RAG maturity model: A three-stage progression: Naïve RAG (basic retrieve-and-generate), Advanced RAG (query rewriting, re-ranking, iterative retrieval), and Modular RAG (composable pipeline with pluggable components).

D. Corpus Reviewed

Kimothi (2025), A Simple Guide to Retrieval Augmented Generation. Manning Publications.
Zhao et al. (2026), Retrieval-Augmented Generation for AI-Generated Content: A Survey. Data Science and Engineering.
Huang and Huang (2026), A Survey on Retrieval-Augmented Text Generation for Large Language Models. ACM Computing Surveys.
Cuconasu et al. (2024), The Power of Noise: Redefining Retrieval for RAG Systems. SIGIR ‘24.
Amugongo et al. (2025), Retrieval Augmented Generation for Large Language Models in Healthcare. PLOS Digital Health.
Li et al. (2025), From Matching to Generation: A Survey on Generative Information Retrieval. ACM TOIS.
Meng et al. (2025), Analysis of Text Generation System Design Combining RAG and Fine-tuning Strategy. IEEE SGAI 2025.

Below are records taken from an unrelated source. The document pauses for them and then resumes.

//! Session-related small types: commands, replies and the shared snapshot.

use std::sync::{Arc, Mutex};

use tokio::sync::oneshot;

use crate::backend::{BackendError, ChannelId, GuildId, PlayerState, RepeatMode};
use crate::error::{Operation, PlayerError};
use crate::track::QueueItem;

/// Who is asking, and from where.
#[derive(Debug, Clone, PartialEq, Eq)]
pub struct RequestContext {
    pub guild: GuildId,
    pub user_id: u64,
    pub user_name: String,
    /// Voice channel the requester currently sits in.
    pub voice_channel: Option<ChannelId>,
    /// Text channel the command came from; becomes the session's announcement channel.
    pub text_channel: Option<ChannelId>,
}

/// Where an item ended up after a start-or-append request.
#[derive(Debug, Copy, Clone, PartialEq, Eq)]
pub enum Placement {
    Started,
    Queued,
}

#[derive(Debug, Copy, Clone, PartialEq, Eq)]
pub enum PauseToggle {
    Paused,
    Resumed,
}

impl PauseToggle {
    pub fn label(self) -> &'static str {
        match self {
            Self::Paused => "Paused",
            Self::Resumed => "Resumed",
        }
    }
}

#[derive(Debug, Clone, Default, PartialEq)]
/// Playback state published by the session actor after every command.
pub struct PlaybackInfo {
    pub state: PlayerState,
    pub repeat: RepeatMode,
    /// Item currently loaded in the player (if any).
    pub current: Option<QueueItem>,
    /// Items waiting after the current one.
    pub queue_len: usize,
    pub volume: f32,
    pub connected: bool,
}

pub type PlaybackHandle = Arc<Mutex<PlaybackInfo>>;

/// Failure raised inside the actor before the caller attaches an operation.
#[derive(Debug)]
pub(crate) enum CmdError {
    NoActiveTrack,
    /// The actor is gone: the player disconnected or timed out.
    Closed,
    Backend(BackendError),
}

impl From<BackendError> for CmdError {
    fn from(e: BackendError) -> Self {
        Self::Backend(e)
    }
}

impl CmdError {
    pub(crate) fn during(self, operation: Operation) -> PlayerError {
        match self {
            Self::NoActiveTrack => PlayerError::NoActiveTrack { operation },
            Self::Closed => PlayerError::NoActiveSession { operation },
            Self::Backend(e) => PlayerError::session(operation, e),
        }
    }
}

pub(crate) type Reply<T> = oneshot::Sender<Result<T, CmdError>>;

#[derive(Debug)]
pub(crate) enum SessionCmd {
    /// Re-read the player and publish a fresh snapshot.
    Refresh { reply: Reply<PlaybackInfo> },
    SetVolume { volume: f32, reply: Reply<()> },
    /// Start `item` if the player is idle, append it otherwise. Never replaces.
    PlayOrEnqueue { item: QueueItem, reply: Reply<Placement> },
    /// Append `item` to the queue.
    Enqueue { item: QueueItem, reply: Reply<()> },
    /// Pause when playing, resume when paused.
    TogglePause { reply: Reply<PauseToggle> },
    /// Skip the current item; replies with the item that was skipped.
    Skip { reply: Reply<Option<QueueItem>> },
    SetRepeat { mode: RepeatMode, reply: Reply<()> },
    /// Stop, clear the queue, then optionally disconnect.
    Stop { disconnect: bool, reply: Reply<()> },
}
use std::time::Duration;

use rand::Rng;

use crate::config::{IngestSettings, RetryPacingSetting};

/// Wait applied before each attempt of the recovery pass.
#[derive(Debug, Copy, Clone, PartialEq, Eq, Default)]
pub enum RetryPacing {
    /// Same wait before every attempt.
    #[default]
    Fixed,
    /// Base wait doubled per attempt, clamped to `max`, plus up to `jitter`.
    Exponential { max: Duration, jitter: Duration },
}

impl RetryPacing {
    pub fn from_settings(settings: &IngestSettings) -> Self {
        match settings.retry_pacing {
            RetryPacingSetting::Fixed => Self::Fixed,
            RetryPacingSetting::Exponential => Self::Exponential {
                max: Duration::from_millis(settings.retry_max_delay_ms),
                jitter: Duration::from_millis(settings.retry_jitter_ms),
            },
        }
    }

    /// Wait before the `attempt`-th retry (zero-based) of a pass.
    pub fn delay(&self, base: Duration, attempt: u32) -> Duration {
        match *self {
            Self::Fixed => base,
            Self::Exponential { max, jitter } => {
                let scaled = base
                    .checked_mul(2u32.saturating_pow(attempt))
                    .unwrap_or(max)
                    .min(max);
                scaled + random_jitter(jitter)
            }
        }
    }
}

fn random_jitter(max: Duration) -> Duration {
    let max_ms = u64::try_from(max.as_millis()).unwrap_or(u64::MAX);
    if max_ms == 0 {
        return Duration::ZERO;
    }
    Duration::from_millis(rand::rng().random_range(0..=max_ms))
}
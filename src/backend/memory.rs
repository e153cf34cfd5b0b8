//! In-process streaming backend.
//!
//! Keeps a scripted catalogue of loadable references and a player per guild.
//! Used by the dry-run binary and by the tests, which inspect the call
//! counters and per-guild player state through [`MemoryBackend::snapshot`].

use std::collections::{HashMap, VecDeque};
use std::sync::{Arc, Mutex, MutexGuard};

use async_trait::async_trait;

use crate::track::{BackendHandle, LoadedTrack, QueueItem};

use super::types::{
    BackendError, GuildId, JoinPolicy, PlayOptions, PlayerSession, PlayerState, RepeatMode,
    Retrieval, SearchMode, SessionConfig, SessionRequest, StreamingBackend, SupportsVisualRefresh,
};

/// A loaded track whose title and identifier are both `reference`.
pub fn stub_track(reference: &str) -> LoadedTrack {
    LoadedTrack {
        identifier: reference.to_string(),
        title: Some(reference.to_string()),
        author: None,
        artwork_uri: None,
        handle: BackendHandle::new(format!("enc:{reference}")),
    }
}

#[derive(Debug, Default)]
struct PlayerData {
    state: PlayerState,
    repeat: RepeatMode,
    current: Option<QueueItem>,
    queue: VecDeque<QueueItem>,
    volume: f32,
    connected: bool,
    config: Option<SessionConfig>,
    refreshes: Vec<bool>,
    fail_next_adds: usize,
    fail_next_volumes: usize,
}

/// Read-only view of one guild's player.
#[derive(Debug, Clone, PartialEq)]
pub struct PlayerView {
    pub state: PlayerState,
    pub repeat: RepeatMode,
    pub current: Option<String>,
    pub queued: Vec<String>,
    pub volume: f32,
    pub connected: bool,
    pub config: Option<SessionConfig>,
    /// One entry per visual refresh; `true` for full refreshes.
    pub refreshes: Vec<bool>,
}

#[derive(Debug, Default)]
struct Catalogue {
    direct: HashMap<String, LoadedTrack>,
    search: HashMap<String, LoadedTrack>,
    /// Remaining loads that must come back empty, per reference.
    misses: HashMap<String, usize>,
    /// Remaining loads that must fail with a backend error, per reference.
    errors: HashMap<String, usize>,
    loads: Vec<(String, SearchMode)>,
}

#[derive(Debug, Default)]
struct Sessions {
    players: HashMap<GuildId, Arc<Mutex<PlayerData>>>,
    created: usize,
    retrievals: usize,
    user_absent: bool,
    retrieval_error: Option<BackendError>,
    /// Volume changes that fail on the next player created.
    volume_failures: usize,
}

#[derive(Debug, Default)]
pub struct MemoryBackend {
    catalogue: Mutex<Catalogue>,
    sessions: Mutex<Sessions>,
    visual_refresh: bool,
}

fn lock<T>(m: &Mutex<T>) -> MutexGuard<'_, T> {
    // A panicking test must not cascade into every other assertion.
    m.lock().unwrap_or_else(|poisoned| poisoned.into_inner())
}

impl MemoryBackend {
    pub fn new() -> Self {
        Self::default()
    }

    /// Players created by this backend expose [`SupportsVisualRefresh`].
    pub fn with_visual_refresh(mut self) -> Self {
        self.visual_refresh = true;
        self
    }

    /// Make every reference in `refs` loadable directly.
    pub fn with_tracks<'a>(self, refs: impl IntoIterator<Item = &'a str>) -> Self {
        for r in refs {
            self.add_track(r, stub_track(r));
        }
        self
    }

    pub fn add_track(&self, reference: &str, track: LoadedTrack) {
        lock(&self.catalogue)
            .direct
            .insert(reference.to_string(), track);
    }

    /// Only reachable through [`SearchMode::KeywordSearch`].
    pub fn add_search_result(&self, reference: &str, track: LoadedTrack) {
        lock(&self.catalogue)
            .search
            .insert(reference.to_string(), track);
    }

    /// The next `times` loads of `reference` find nothing, whatever the catalogue says.
    pub fn miss_loads(&self, reference: &str, times: usize) {
        lock(&self.catalogue)
            .misses
            .insert(reference.to_string(), times);
    }

    /// The next `times` loads of `reference` fail with a backend error.
    pub fn fail_loads(&self, reference: &str, times: usize) {
        lock(&self.catalogue)
            .errors
            .insert(reference.to_string(), times);
    }

    pub fn set_user_absent(&self, absent: bool) {
        lock(&self.sessions).user_absent = absent;
    }

    pub fn fail_retrievals(&self, error: Option<BackendError>) {
        lock(&self.sessions).retrieval_error = error;
    }

    /// The next `times` queue insertions on `guild`'s player fail.
    pub fn fail_queue_adds(&self, guild: GuildId, times: usize) {
        if let Some(p) = lock(&self.sessions).players.get(&guild) {
            lock(p).fail_next_adds = times;
        }
    }

    /// The next player created rejects its first `times` volume changes.
    pub fn fail_volume_changes(&self, times: usize) {
        lock(&self.sessions).volume_failures = times;
    }

    /// Simulate the inactivity timeout or an external kick.
    pub fn drop_connection(&self, guild: GuildId) {
        if let Some(p) = lock(&self.sessions).players.get(&guild) {
            let mut p = lock(p);
            p.connected = false;
            p.state = PlayerState::Disconnected;
        }
    }

    pub fn load_calls(&self) -> Vec<(String, SearchMode)> {
        lock(&self.catalogue).loads.clone()
    }

    pub fn sessions_created(&self) -> usize {
        lock(&self.sessions).created
    }

    pub fn retrieval_calls(&self) -> usize {
        lock(&self.sessions).retrievals
    }

    pub fn snapshot(&self, guild: GuildId) -> Option<PlayerView> {
        let sessions = lock(&self.sessions);
        let p = lock(sessions.players.get(&guild)?);
        Some(PlayerView {
            state: p.state,
            repeat: p.repeat,
            current: p.current.as_ref().map(|i| i.title().to_string()),
            queued: p.queue.iter().map(|i| i.title().to_string()).collect(),
            volume: p.volume,
            connected: p.connected,
            config: p.config.clone(),
            refreshes: p.refreshes.clone(),
        })
    }
}

#[async_trait]
impl StreamingBackend for MemoryBackend {
    async fn retrieve_session(
        &self,
        request: &SessionRequest,
        config: &SessionConfig,
        policy: JoinPolicy,
    ) -> Result<Retrieval, BackendError> {
        let mut sessions = lock(&self.sessions);
        sessions.retrievals += 1;
        if let Some(e) = sessions.retrieval_error.clone() {
            return Err(e);
        }
        if sessions.user_absent {
            return Ok(Retrieval::UserNotInChannel);
        }

        let live = sessions
            .players
            .get(&request.guild)
            .filter(|p| lock(p).connected)
            .cloned();
        if let Some(data) = live {
            return Ok(Retrieval::Existing(Box::new(MemorySession {
                data,
                visual_refresh: self.visual_refresh,
            })));
        }

        match policy {
            JoinPolicy::NoJoin => Ok(Retrieval::BotNotConnected),
            JoinPolicy::Join => {
                let data = Arc::new(Mutex::new(PlayerData {
                    volume: 1.0,
                    connected: true,
                    config: Some(config.clone()),
                    fail_next_volumes: std::mem::take(&mut sessions.volume_failures),
                    ..PlayerData::default()
                }));
                sessions.players.insert(request.guild, data.clone());
                sessions.created += 1;
                Ok(Retrieval::Created(Box::new(MemorySession {
                    data,
                    visual_refresh: self.visual_refresh,
                })))
            }
        }
    }

    async fn load_track(
        &self,
        reference: &str,
        mode: SearchMode,
    ) -> Result<Option<LoadedTrack>, BackendError> {
        let mut cat = lock(&self.catalogue);
        cat.loads.push((reference.to_string(), mode));

        if let Some(left) = cat.errors.get_mut(reference).filter(|n| **n > 0) {
            *left -= 1;
            return Err(BackendError::Request(format!("load of {reference} timed out")));
        }
        if let Some(left) = cat.misses.get_mut(reference).filter(|n| **n > 0) {
            *left -= 1;
            return Ok(None);
        }

        let table = match mode {
            SearchMode::Direct => &cat.direct,
            SearchMode::KeywordSearch => &cat.search,
        };
        Ok(table.get(reference).cloned())
    }
}

/// Player handed out by [`MemoryBackend`]; shares its data with the backend.
struct MemorySession {
    data: Arc<Mutex<PlayerData>>,
    visual_refresh: bool,
}

impl MemorySession {
    fn data(&self) -> MutexGuard<'_, PlayerData> {
        lock(&self.data)
    }

    fn ensure_connected(&self) -> Result<MutexGuard<'_, PlayerData>, BackendError> {
        let d = self.data();
        if d.connected {
            Ok(d)
        } else {
            Err(BackendError::Disconnected)
        }
    }
}

#[async_trait]
impl PlayerSession for MemorySession {
    fn state(&self) -> PlayerState {
        self.data().state
    }

    fn repeat_mode(&self) -> RepeatMode {
        self.data().repeat
    }

    fn set_repeat_mode(&mut self, mode: RepeatMode) {
        self.data().repeat = mode;
    }

    fn current(&self) -> Option<QueueItem> {
        self.data().current.clone()
    }

    fn queue_len(&self) -> usize {
        self.data().queue.len()
    }

    fn volume(&self) -> f32 {
        self.data().volume
    }

    fn is_connected(&self) -> bool {
        self.data().connected
    }

    async fn set_volume(&mut self, volume: f32) -> Result<(), BackendError> {
        let mut d = self.ensure_connected()?;
        if d.fail_next_volumes > 0 {
            d.fail_next_volumes -= 1;
            return Err(BackendError::Request("volume update timed out".into()));
        }
        d.volume = volume.clamp(0.0, 1.0);
        Ok(())
    }

    async fn play(&mut self, item: QueueItem, options: PlayOptions) -> Result<(), BackendError> {
        let mut d = self.ensure_connected()?;
        if options.no_replace && d.state.is_active() {
            d.queue.push_back(item);
        } else {
            d.current = Some(item);
            d.state = PlayerState::Playing;
        }
        Ok(())
    }

    async fn pause(&mut self) -> Result<(), BackendError> {
        let mut d = self.ensure_connected()?;
        if d.state != PlayerState::Playing {
            return Err(BackendError::Rejected("player is not playing".into()));
        }
        d.state = PlayerState::Paused;
        Ok(())
    }

    async fn resume(&mut self) -> Result<(), BackendError> {
        let mut d = self.ensure_connected()?;
        if d.state != PlayerState::Paused {
            return Err(BackendError::Rejected("player is not paused".into()));
        }
        d.state = PlayerState::Playing;
        Ok(())
    }

    async fn skip(&mut self, count: usize) -> Result<(), BackendError> {
        let mut d = self.ensure_connected()?;
        let mut next = None;
        for _ in 0..count.max(1) {
            next = d.queue.pop_front();
        }
        d.state = if next.is_some() {
            PlayerState::Playing
        } else {
            PlayerState::Idle
        };
        d.current = next;
        Ok(())
    }

    async fn stop(&mut self) -> Result<(), BackendError> {
        let mut d = self.ensure_connected()?;
        d.current = None;
        d.state = PlayerState::Idle;
        Ok(())
    }

    async fn disconnect(&mut self) -> Result<(), BackendError> {
        let mut d = self.data();
        d.current = None;
        d.queue.clear();
        d.connected = false;
        d.state = PlayerState::Disconnected;
        Ok(())
    }

    async fn queue_add(&mut self, item: QueueItem) -> Result<(), BackendError> {
        let mut d = self.ensure_connected()?;
        if d.fail_next_adds > 0 {
            d.fail_next_adds -= 1;
            return Err(BackendError::Request("queue insert dropped".into()));
        }
        d.queue.push_back(item);
        Ok(())
    }

    async fn queue_clear(&mut self) -> Result<(), BackendError> {
        self.ensure_connected()?.queue.clear();
        Ok(())
    }

    fn visual_refresh(&mut self) -> Option<&mut dyn SupportsVisualRefresh> {
        if self.visual_refresh { Some(self) } else { None }
    }
}

#[async_trait]
impl SupportsVisualRefresh for MemorySession {
    async fn refresh_visual(&mut self, full: bool) -> Result<(), BackendError> {
        self.data().refreshes.push(full);
        Ok(())
    }
}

E. Evidence Maturity Snapshot

Practitioner guide evidence: Kimothi (2025).
Comprehensive survey evidence: Zhao et al. (2026), Huang and Huang (2026), Li et al. (2025).
Empirical experimental evidence: Cuconasu et al. (2024).
Systematic review evidence: Amugongo et al. (2025).
Conference paper evidence: Meng et al. (2025).

F. Practical Translation Map

Two-pipeline architecture findings → indexing and generation pipeline team boundaries.
Four-phase IR taxonomy findings → pre-retrieval, retrieval, post-retrieval, generation component design.
Noise and distractor findings → post-retrieval filtering and context positioning rules.
Healthcare deployment gap findings → domain-specific safety gate requirements.
Fusion strategy findings → RAG + PEFT combined deployment pattern.
GenIR evolution findings → strategic monitoring of generative retrieval developments.